Avec Pur chaos du désir, une pièce où il s’attarde aux répercussions de la tragédie de Polytechnique, Gilbert Turp renoue courageusement avec l’écriture dramatique.

Ce n’est pas d’hier que le comédien, metteur en scène, auteur et pédagogue Gilbert Turp porte ce texte en lui. À vrai dire, tout a commencé il y a 19 ans, le 6 décembre 1989. "Pour moi, le massacre à Polytechnique est un événement historique, affirme-t-il. En fait, c’est l’événement de violence politique le plus considérable dans l’histoire du Québec, si on excepte les Patriotes en 1837. C’est plus gros que la crise d’octobre ou que la crise d’Oka, ne serait-ce qu’en nombre de morts."

Selon le créateur, le geste posé par Marc Lépine a des assises et des retombées éminemment politiques. Pourtant, cet aspect de la tragédie a souvent été passé sous silence, voire occulté. "Je me suis rendu compte, il y a une quinzaine d’années, que chaque semaine, quand j’ouvrais le journal, il était question d’un gars qui avait tué son ex.
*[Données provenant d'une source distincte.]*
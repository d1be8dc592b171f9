//! Article data model
//!
//! An [`Article`] is a single encyclopedia entry. A [`Collection`] is an
//! immutable snapshot of every article in a session: mutations in
//! [`crate::mutator`] build a new snapshot and never touch the old one, so a
//! reader holding a `Collection` always sees a fully-formed set.

use std::fmt;
use std::sync::Arc;

use chrono::{DateTime, Utc};
use serde::{Deserialize, Serialize};

/// Article identifier, unique within a collection
#[derive(Debug, Clone, Copy, PartialEq, Eq, PartialOrd, Ord, Hash, Serialize, Deserialize)]
#[serde(transparent)]
pub struct ArticleId(pub i64);

impl ArticleId {
    /// Id assigned to the first article of an empty collection
    pub const FIRST: ArticleId = ArticleId(1);

    /// The id following this one, or None on overflow
    pub fn next(self) -> Option<ArticleId> {
        self.0.checked_add(1).map(ArticleId)
    }
}

impl fmt::Display for ArticleId {
    fn fmt(&self, f: &mut fmt::Formatter<'_>) -> fmt::Result {
        write!(f, "{}", self.0)
    }
}

impl From<i64> for ArticleId {
    fn from(id: i64) -> Self {
        ArticleId(id)
    }
}

/// A single encyclopedia entry
#[derive(Debug, Clone, PartialEq, Eq, Serialize, Deserialize)]
pub struct Article {
    pub id: ArticleId,
    pub title: String,
    pub contents: String,
    /// Last edit time, serialized as ISO-8601
    pub edited: DateTime<Utc>,
}

impl Article {
    /// Section label this article is filed under
    ///
    /// None only for an empty title, which a valid article never has.
    pub fn section(&self) -> Option<Section> {
        Section::of_title(&self.title)
    }
}

/// Title and contents for an article that has not been assigned an id yet
#[derive(Debug, Clone, PartialEq, Eq, Serialize, Deserialize)]
pub struct ArticleDraft {
    pub title: String,
    #[serde(default)]
    pub contents: String,
}

impl ArticleDraft {
    pub fn new(title: impl Into<String>, contents: impl Into<String>) -> Self {
        Self {
            title: title.into(),
            contents: contents.into(),
        }
    }
}

/// Full replacement for an existing article
///
/// Every field except `id` overrides the stored article; `edited` is always
/// stamped by the mutator.
#[derive(Debug, Clone, PartialEq, Eq, Serialize, Deserialize)]
pub struct ArticleUpdate {
    pub id: ArticleId,
    pub title: String,
    #[serde(default)]
    pub contents: String,
}

impl ArticleUpdate {
    pub fn new(id: ArticleId, title: impl Into<String>, contents: impl Into<String>) -> Self {
        Self {
            id,
            title: title.into(),
            contents: contents.into(),
        }
    }
}

/// Section label: the uppercased first character of a title
///
/// Uppercasing can expand a character (`ß` becomes `SS`), so the label is
/// kept as a string.
#[derive(Debug, Clone, PartialEq, Eq, PartialOrd, Ord, Hash, Serialize, Deserialize)]
#[serde(transparent)]
pub struct Section(String);

impl Section {
    /// Build a label from caller input, normalizing it to uppercase
    pub fn new(label: impl AsRef<str>) -> Self {
        Section(label.as_ref().to_uppercase())
    }

    /// Section a title belongs to, None for an empty title
    pub fn of_title(title: &str) -> Option<Section> {
        title
            .chars()
            .next()
            .map(|first| Section(first.to_uppercase().collect()))
    }

    pub fn as_str(&self) -> &str {
        &self.0
    }
}

impl fmt::Display for Section {
    fn fmt(&self, f: &mut fmt::Formatter<'_>) -> fmt::Result {
        f.write_str(&self.0)
    }
}

/// Immutable, cheaply clonable snapshot of a session's articles
///
/// Insertion order is kept but carries no meaning for display; consumers
/// always re-sort.
#[derive(Debug, Clone, Default, PartialEq, Eq)]
pub struct Collection {
    articles: Arc<Vec<Article>>,
}

impl Collection {
    pub fn new(articles: Vec<Article>) -> Self {
        Self {
            articles: Arc::new(articles),
        }
    }

    pub fn empty() -> Self {
        Self::default()
    }

    pub fn len(&self) -> usize {
        self.articles.len()
    }

    pub fn is_empty(&self) -> bool {
        self.articles.is_empty()
    }

    pub fn iter(&self) -> std::slice::Iter<'_, Article> {
        self.articles.iter()
    }

    pub fn as_slice(&self) -> &[Article] {
        &self.articles
    }

    pub fn get(&self, id: ArticleId) -> Option<&Article> {
        self.articles.iter().find(|article| article.id == id)
    }

    pub fn position(&self, id: ArticleId) -> Option<usize> {
        self.articles.iter().position(|article| article.id == id)
    }

    pub fn contains(&self, id: ArticleId) -> bool {
        self.position(id).is_some()
    }

    /// Largest id in the collection
    pub fn max_id(&self) -> Option<ArticleId> {
        self.articles.iter().map(|article| article.id).max()
    }

    /// True if both snapshots share the same backing storage
    pub fn ptr_eq(&self, other: &Collection) -> bool {
        Arc::ptr_eq(&self.articles, &other.articles)
    }

    pub fn to_vec(&self) -> Vec<Article> {
        self.articles.as_ref().clone()
    }
}

impl From<Vec<Article>> for Collection {
    fn from(articles: Vec<Article>) -> Self {
        Collection::new(articles)
    }
}

impl<'a> IntoIterator for &'a Collection {
    type Item = &'a Article;
    type IntoIter = std::slice::Iter<'a, Article>;

    fn into_iter(self) -> Self::IntoIter {
        self.iter()
    }
}

impl Serialize for Collection {
    fn serialize<S: serde::Serializer>(&self, serializer: S) -> std::result::Result<S::Ok, S::Error> {
        self.articles.as_slice().serialize(serializer)
    }
}

impl<'de> Deserialize<'de> for Collection {
    fn deserialize<D: serde::Deserializer<'de>>(deserializer: D) -> std::result::Result<Self, D::Error> {
        Vec::<Article>::deserialize(deserializer).map(Collection::new)
    }
}

#[cfg(test)]
mod tests {
    use super::*;
    use chrono::TimeZone;

    fn article(id: i64, title: &str) -> Article {
        Article {
            id: ArticleId(id),
            title: title.to_string(),
            contents: String::new(),
            edited: Utc.with_ymd_and_hms(2016, 11, 19, 22, 57, 32).unwrap(),
        }
    }

    #[test]
    fn test_section_of_title_uppercases_first_char() {
        assert_eq!(Section::of_title("dalek"), Some(Section::new("D")));
        assert_eq!(Section::of_title("Zygon").unwrap().as_str(), "Z");
        assert_eq!(Section::of_title(""), None);
    }

    #[test]
    fn test_section_expands_multichar_uppercase() {
        assert_eq!(Section::of_title("ßeta").unwrap().as_str(), "SS");
    }

    #[test]
    fn test_section_new_normalizes_case() {
        assert_eq!(Section::new("d"), Section::new("D"));
    }

    #[test]
    fn test_collection_lookup() {
        let c = Collection::new(vec![article(3, "Cyberman"), article(7, "Sontaran")]);
        assert_eq!(c.len(), 2);
        assert_eq!(c.get(ArticleId(7)).unwrap().title, "Sontaran");
        assert_eq!(c.position(ArticleId(3)), Some(0));
        assert!(!c.contains(ArticleId(4)));
        assert_eq!(c.max_id(), Some(ArticleId(7)));
        assert_eq!(Collection::empty().max_id(), None);
    }

    #[test]
    fn test_collection_clone_shares_storage() {
        let c = Collection::new(vec![article(1, "Dalek")]);
        let snapshot = c.clone();
        assert!(c.ptr_eq(&snapshot));
    }

    #[test]
    fn test_article_json_shape() {
        let json = r#"{"id":4,"title":"Ood","contents":"Telepathic","edited":"2016-11-19T22:57:32.639Z"}"#;
        let a: Article = serde_json::from_str(json).unwrap();
        assert_eq!(a.id, ArticleId(4));
        assert_eq!(a.section(), Some(Section::new("O")));

        let value = serde_json::to_value(&a).unwrap();
        assert_eq!(value["id"], 4);
        assert_eq!(value["edited"], "2016-11-19T22:57:32.639Z");
    }

    #[test]
    fn test_id_next_overflow() {
        assert_eq!(ArticleId(5).next(), Some(ArticleId(6)));
        assert_eq!(ArticleId(i64::MAX).next(), None);
    }
}
//! # Simplepedia Common Library
//!
//! Core of the Simplepedia encyclopedia browser, shared by the service
//! binaries:
//! - Article data model and copy-on-write collection
//! - Section index and per-section article filter
//! - Selection state machine
//! - Collection mutations (add / edit)
//! - Editor form rules and navigation events
//! - Seed loading, configuration, event bus, SSE helpers

pub mod config;
pub mod editor;
pub mod error;
pub mod events;
pub mod filter;
pub mod models;
pub mod mutator;
pub mod navigation;
pub mod sections;
pub mod seed;
pub mod selection;
pub mod sse;
pub mod time;

pub use error::{Error, Result};
pub use models::{Article, ArticleDraft, ArticleId, ArticleUpdate, Collection, Section};
pub use selection::{SelectionController, SelectionState};
//! Build script for simplepedia-ui
//!
//! Captures build identification at compile time:
//! - Git commit hash (short form)
//! - Build timestamp
//! - Build profile (debug/release)

use std::process::Command;

fn main() {
    // Capture git commit hash (short form, 8 characters)
    let git_hash = Command::new("git")
        .args(["rev-parse", "--short=8", "HEAD"])
        .output()
        .ok()
        .filter(|output| output.status.success())
        .and_then(|output| String::from_utf8(output.stdout).ok())
        .map(|s| s.trim().to_string())
        .unwrap_or_else(|| "unknown".to_string());

    let build_timestamp = chrono::Utc::now().to_rfc3339_opts(chrono::SecondsFormat::Secs, true);
    let profile = std::env::var("PROFILE").unwrap_or_else(|_| "unknown".to_string());

    println!("cargo:rustc-env=GIT_HASH={}", git_hash);
    println!("cargo:rustc-env=BUILD_TIMESTAMP={}", build_timestamp);
    println!("cargo:rustc-env=BUILD_PROFILE={}", profile);

    // No rerun-if-changed directives: Cargo reruns this script on every
    // build, so the hash and timestamp never go stale
}
//! Article read and save endpoints
//!
//! Saves go through an [`EditorForm`] filled from the request body and
//! select the written article, mirroring the editor returning to the
//! article view.

use axum::{
    extract::{rejection::PathRejection, Path, State},
    http::StatusCode,
    Json,
};
use serde::Deserialize;
use simplepedia_common::editor::EditorForm;
use simplepedia_common::{Article, ArticleId, Collection, Error};

use crate::api::ApiError;
use crate::AppState;

/// Body of POST and PUT requests
#[derive(Debug, Deserialize)]
pub struct ArticleBody {
    pub title: String,
    #[serde(default)]
    pub contents: String,
}

impl ArticleBody {
    fn fill(self, form: &mut EditorForm) {
        form.set_title(self.title);
        form.set_contents(self.contents);
    }
}

/// GET /api/articles
pub async fn list_articles(State(state): State<AppState>) -> Json<Collection> {
    Json(state.snapshot().await)
}

/// GET /api/articles/:id
pub async fn get_article(
    State(state): State<AppState>,
    path: Result<Path<i64>, PathRejection>,
) -> Result<Json<Article>, ApiError> {
    let Path(id) = path?;
    let id = ArticleId(id);
    state
        .snapshot()
        .await
        .get(id)
        .cloned()
        .map(Json)
        .ok_or(ApiError::Core(Error::ArticleNotFound(id)))
}

/// POST /api/articles
pub async fn create_article(
    State(state): State<AppState>,
    Json(body): Json<ArticleBody>,
) -> Result<(StatusCode, Json<Article>), ApiError> {
    let mut form = EditorForm::create();
    body.fill(&mut form);

    let mut session = state.session.write().await;
    let article = session.save(&form)?;
    state.publish_save(&session, &article, true);
    Ok((StatusCode::CREATED, Json(article)))
}

/// PUT /api/articles/:id
///
/// An unknown id is 404; it is never turned into an add.
pub async fn update_article(
    State(state): State<AppState>,
    path: Result<Path<i64>, PathRejection>,
    Json(body): Json<ArticleBody>,
) -> Result<Json<Article>, ApiError> {
    let Path(id) = path?;
    let mut session = state.session.write().await;
    let mut form = EditorForm::edit(&session.article(ArticleId(id))?);
    body.fill(&mut form);

    let article = session.save(&form)?;
    state.publish_save(&session, &article, false);
    Ok(Json(article))
}
//! Seed fixture loading
//!
//! The initial collection is a JSON array of articles, read once at startup.

use std::collections::HashSet;
use std::path::Path;

use tracing::info;

use crate::editor::can_save;
use crate::error::{Error, Result};
use crate::models::{Article, Collection};

/// Parse a seed fixture from JSON text
pub fn parse_seed(json: &str) -> Result<Collection> {
    let articles: Vec<Article> = serde_json::from_str(json)?;
    validate(&articles)?;
    Ok(Collection::new(articles))
}

/// Read and parse a seed fixture file
pub fn load_seed(path: &Path) -> Result<Collection> {
    let json = std::fs::read_to_string(path)?;
    let collection = parse_seed(&json)?;
    info!("Loaded {} articles from {}", collection.len(), path.display());
    Ok(collection)
}

fn validate(articles: &[Article]) -> Result<()> {
    let mut seen = HashSet::with_capacity(articles.len());
    for article in articles {
        if !seen.insert(article.id) {
            return Err(Error::InvalidInput(format!(
                "duplicate article id {} in seed",
                article.id
            )));
        }
        if !can_save(&article.title) {
            return Err(Error::InvalidInput(format!(
                "article {} has an empty title",
                article.id
            )));
        }
    }
    Ok(())
}

#[cfg(test)]
mod tests {
    use super::*;
    use crate::models::ArticleId;
    use std::io::Write;

    const SEED: &str = r#"[
        {"id": 1, "title": "Dalek", "contents": "Mutants in armour", "edited": "2016-11-19T22:57:32.639Z"},
        {"id": 2, "title": "Dominators", "contents": "Conquerors", "edited": "2016-11-19T22:57:32.639Z"}
    ]"#;

    #[test]
    fn test_parse_seed() {
        let c = parse_seed(SEED).unwrap();
        assert_eq!(c.len(), 2);
        assert_eq!(c.get(ArticleId(2)).unwrap().title, "Dominators");
    }

    #[test]
    fn test_parse_empty_seed() {
        assert!(parse_seed("[]").unwrap().is_empty());
    }

    #[test]
    fn test_duplicate_ids_rejected() {
        let json = r#"[
            {"id": 1, "title": "A", "contents": "", "edited": "2016-11-19T22:57:32.639Z"},
            {"id": 1, "title": "B", "contents": "", "edited": "2016-11-19T22:57:32.639Z"}
        ]"#;
        assert!(matches!(parse_seed(json), Err(Error::InvalidInput(_))));
    }

    #[test]
    fn test_blank_title_rejected() {
        let json = r#"[{"id": 1, "title": "  ", "contents": "", "edited": "2016-11-19T22:57:32.639Z"}]"#;
        assert!(matches!(parse_seed(json), Err(Error::InvalidInput(_))));
    }

    #[test]
    fn test_missing_field_is_json_error() {
        let json = r#"[{"id": 1, "title": "A"}]"#;
        assert!(matches!(parse_seed(json), Err(Error::Json(_))));
    }

    #[test]
    fn test_load_seed_from_file() {
        let mut file = tempfile::NamedTempFile::new().unwrap();
        file.write_all(SEED.as_bytes()).unwrap();
        let c = load_seed(file.path()).unwrap();
        assert_eq!(c.len(), 2);
    }

    #[test]
    fn test_load_seed_missing_file() {
        let err = load_seed(Path::new("/nonexistent/seed.json")).unwrap_err();
        assert!(matches!(err, Error::Io(_)));
    }
}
Il y a eu une vraie crise de violences conjugales au Québec dans les années 90."

À ce moment-là, l’intellectuel a une illumination. "On fait toujours des liens bizarres quand on écrit. C’est comme si j’avais fait un et un font deux. J’ai réalisé que Polytechnique avait pour ainsi dire ouvert la porte à tous ceux qui avaient un compte à régler avec les femmes. C’est ça que ça fait un événement historique, ça ouvre une voie. Comme un gouvernement corrompu propage la corruption. La tuerie de Polytechnique a exacerbé des positions masculinistes et des positions féministes, des discours dont on a bien peu parlé."

L’AMOUR AU TEMPS DE POLYTECHNIQUE

L’action de la pièce, mise en scène par son auteur, commence à Montréal, la nuit du massacre à la Polytechnique, et se termine un an plus tard. On y suit l’histoire d’un couple chez qui les événements déclenchent une sérieuse remise en question personnelle et amoureuse. Benoît (Guillaume Champoux) et Rose (Catherine Florent) sont tous deux dans la jeune trentaine. Ils sont scolarisés et pleins d’avenir, mais leur présent est incertain, précaire. Ils sont parents d’un bébé, une petite fille nommée Aurore.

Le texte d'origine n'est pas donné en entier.